Han young-suk 한영숙 [ 韓英淑 ].

Han Young-suk (February 2, 1920 – October 8, 1990), was an Ingan-munhwage for the Seungmu and Hakmu, which is an Important Intangible Cultural Properties of Korea. She was designated on July 4, 1969. She was a master of Korean dance especially Seungmu, Hakmu, Taepyeongmu and Salpuri. She used Byeoksa as a pseudonym.

==Biography==
Han Young-suk was born on February 2, 1920, in Cheonan, Chungcheongnam-do, Korea. She is granddaughter of Han Seong-jun who was a master of Korean dance and her father was Han Hui-jong. She dropped out from Hongsang Galmi school when she was 9 and then moved to Seoul with her grandfather Han Seong-jun to learn Korean dance when she was 13. She learned Haegeum and Yanggeum at the Joseon Music and Dance Institute and also learned all the Korean dance like Seungmu, Hakmu, Taepyeongmu, Salpuri, Barachum. She made her first performance at her grandfather's dance conference at bumingwan in Seoul.

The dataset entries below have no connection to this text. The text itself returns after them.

// src/data_input/segment.rs

use ndarray::{Array2, ArrayView1, Axis};

use crate::constants::{COLUMN_MODE_COUNTER, COLUMN_TIMESTAMP_US, COLUMN_VOLTAGE};

/// One contiguous acquisition mode: rows are records, columns are the positional fields
/// `[mode counter, voltage (V), timestamp (us)]` (extra fields are carried but unused).
#[derive(Debug, Clone, PartialEq)]
pub struct Segment {
    pub mode_index: usize,
    pub first_line: usize, // 1-based source line of the first row
    pub table: Array2<f64>,
}

impl Segment {
    pub fn new(mode_index: usize, first_line: usize, table: Array2<f64>) -> Self {
        Self {
            mode_index,
            first_line,
            table,
        }
    }

    pub fn len(&self) -> usize {
        self.table.nrows()
    }

    pub fn is_empty(&self) -> bool {
        self.table.nrows() == 0
    }

    pub fn mode_counters(&self) -> ArrayView1<'_, f64> {
        self.table.column(COLUMN_MODE_COUNTER)
    }

    pub fn voltages(&self) -> ArrayView1<'_, f64> {
        self.table.column(COLUMN_VOLTAGE)
    }

    pub fn timestamps_us(&self) -> ArrayView1<'_, f64> {
        self.table.column(COLUMN_TIMESTAMP_US)
    }

    /// Copy of this segment holding only the rows at `keep` (in order).
    pub fn select_rows(&self, keep: &[usize]) -> Segment {
        Segment {
            mode_index: self.mode_index,
            first_line: self.first_line,
            table: self.table.select(Axis(0), keep),
        }
    }
}

/// A segment after outlier removal. Read-only for the downstream stages.
#[derive(Debug, Clone, PartialEq)]
pub struct CleanedSegment {
    pub segment: Segment,
    pub raw_rows: usize,
    pub removed_rows: usize,
    /// Final reference average, `None` when no reading was inside the reference range.
    pub reference_average: Option<f64>,
}

impl CleanedSegment {
    pub fn mode_index(&self) -> usize {
        self.segment.mode_index
    }

    pub fn len(&self) -> usize {
        self.segment.len()
    }

    pub fn is_empty(&self) -> bool {
        self.segment.is_empty()
    }

    pub fn voltages(&self) -> ArrayView1<'_, f64> {
        self.segment.voltages()
    }

    pub fn timestamps_us(&self) -> ArrayView1<'_, f64> {
        self.segment.timestamps_us()
    }
}

#[cfg(test)]
mod tests {
    use super::*;
    use ndarray::array;

    #[test]
    fn test_column_accessors() {
        let seg = Segment::new(0, 1, array![[0.0, 1.5, 10.0], [1.0, 1.6, 20.0]]);
        assert_eq!(seg.len(), 2);
        assert_eq!(seg.voltages().to_vec(), vec![1.5, 1.6]);
        assert_eq!(seg.timestamps_us().to_vec(), vec![10.0, 20.0]);
        assert_eq!(seg.mode_counters().to_vec(), vec![0.0, 1.0]);
    }

    #[test]
    fn test_select_rows_keeps_metadata() {
        let seg = Segment::new(2, 7, array![[0.0, 1.0, 0.0], [1.0, 9.0, 1.0], [2.0, 1.0, 2.0]]);
        let picked = seg.select_rows(&[0, 2]);
        assert_eq!(picked.mode_index, 2);
        assert_eq!(picked.first_line, 7);
        assert_eq!(picked.voltages().to_vec(), vec![1.0, 1.0]);

        let none = seg.select_rows(&[]);
        assert!(none.is_empty());
        assert_eq!(none.table.ncols(), 3);
    }
}
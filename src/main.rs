// src/main.rs

use clap::Parser;
use log::{error, info};
use std::error::Error;
use std::fs;
use std::path::{Path, PathBuf};

use adc_eval::data_analysis::cleaning::{clean_segments, CleaningConfig};
use adc_eval::data_analysis::segment_analysis::analyze_segments;
use adc_eval::data_input::log_parser::load_segments;
use adc_eval::mode_labels::{AxisLabels, ModeLabels};
use adc_eval::plot_functions::plot_amplitude_spectrum::plot_amplitude_spectrum;
use adc_eval::plot_functions::plot_voltage_time::plot_voltage_time;
use adc_eval::report::{print_report, write_summary_csv};

/// Per-mode statistics, DFT spectra and plots for ADC measurement logs.
#[derive(Debug, Parser)]
#[command(name = "adc_eval", version = adc_eval::crate_version(), about)]
struct Cli {
    /// Whitespace-delimited log: mode counter, voltage (V), timestamp (us) per line
    input: PathBuf,

    /// Directory for the PNG plots
    #[arg(short, long, default_value = ".")]
    output_dir: PathBuf,

    /// Mode label, repeat once per mode in log order (replaces the built-in labels)
    #[arg(short, long = "label", value_name = "TEXT")]
    labels: Vec<String>,

    /// Also write the per-mode results as CSV
    #[arg(long, value_name = "PATH")]
    summary_csv: Option<PathBuf>,

    /// Print results only, skip plot generation
    #[arg(long)]
    no_plots: bool,
}

fn run(cli: &Cli) -> Result<(), Box<dyn Error>> {
    let root_name = cli
        .input
        .file_stem()
        .unwrap_or_default()
        .to_string_lossy()
        .to_string();
    let mode_labels = if cli.labels.is_empty() {
        ModeLabels::default()
    } else {
        ModeLabels::new(cli.labels.clone())
    };
    let axis_labels = AxisLabels::default();

    // --- Load and clean ---
    let segments = load_segments(&cli.input)?;
    let cleaned = clean_segments(segments, &CleaningConfig::default());
    for segment in &cleaned {
        info!(
            "Mode {}: kept {} of {} row(s)",
            segment.mode_index() + 1,
            segment.len(),
            segment.raw_rows
        );
    }

    // --- Statistics and spectra ---
    let analyses = analyze_segments(&cleaned)?;
    print_report(&analyses, &mode_labels);

    if let Some(summary_path) = &cli.summary_csv {
        write_summary_csv(summary_path, &analyses, &mode_labels)?;
    }

    if cli.no_plots {
        return Ok(());
    }

    // --- Plots ---
    fs::create_dir_all(&cli.output_dir)?;
    let output_dir: &Path = &cli.output_dir;
    println!("\n--- Generating Voltage Plots ---");
    for segment in &cleaned {
        plot_voltage_time(segment, &mode_labels, &axis_labels, output_dir, &root_name)?;
    }
    println!("\n--- Generating Spectrum Plots ---");
    for analysis in &analyses {
        plot_amplitude_spectrum(analysis, &mode_labels, &axis_labels, output_dir, &root_name)?;
    }
    Ok(())
}

fn main() {
    env_logger::Builder::from_env(env_logger::Env::default().default_filter_or("info")).init();
    let cli = Cli::parse();

    if let Err(e) = run(&cli) {
        let message = fatal_message(&*e);
        error!("{message}");
        eprintln!("{message}");
        std::process::exit(1);
    }
}

fn fatal_message(err: &dyn Error) -> String {
    format!("Error: {err}")
}

#[cfg(test)]
mod tests {
    use super::*;
    use adc_eval::error::AnalysisError;

    #[test]
    fn test_fatal_message_names_mode() {
        let err = AnalysisError::NonPositiveTimeSpan { mode: 1, span_us: 0.0 };
        assert_eq!(
            fatal_message(&err),
            "Error: Mode 2: timestamp span of 0 us cannot yield a sampling frequency"
        );
    }
}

She took over the Han Seong-jun dance institute and succeeded her grandfather's Korean dance style after he died. She had her performance tour in Japan, Manchuria, Hwanghae Province, Pyongan Province, and Hamgyong Province. She married accordion player Hwang Byeong-ryeol in 1944. She died on October 8, 1990.

==Career==
She founded Han Young-suk Classical Dance Institute in 1946 to teach students. She was a Korean dance instructor at Gukak Korea Arts School (now Gukak Seoul Arts High School), Sorabol College of Arts, Ewha Womans University, Seoul Arts High School, Seoul Arts College, Sudo Teachers College, and the Seoul City Dance Company. She participated as a national mission in Japan, Osaka Expo. In 1972, she was a folk troupes in the Sapporo Winter Olympic Games. She also did folk troupes in Munich Summer Olympic Games and in 1975, she got a tour of Japan and Okinawa for 30th anniversary of independence of Korea. She also performed at Okinawa ocean Expo in a National Day concert. In 1988, she did her specialty, Salpuri, at the Seoul Olympic Games closing ceremony event.

==Awards==
Han received the Seoul Culture Prize in 1967, the 3rd Seoul Newspaper Culture Prize and the National President's Award in 1970, and the 3rd Culture Art Award in 1971. Also she got Dongbaekjang Merit in 1973, National Academy of Arts of the Republic of Korea prize in 1980. In 1981, she was a professor in the dance department in Sejong University teaching Korean dance.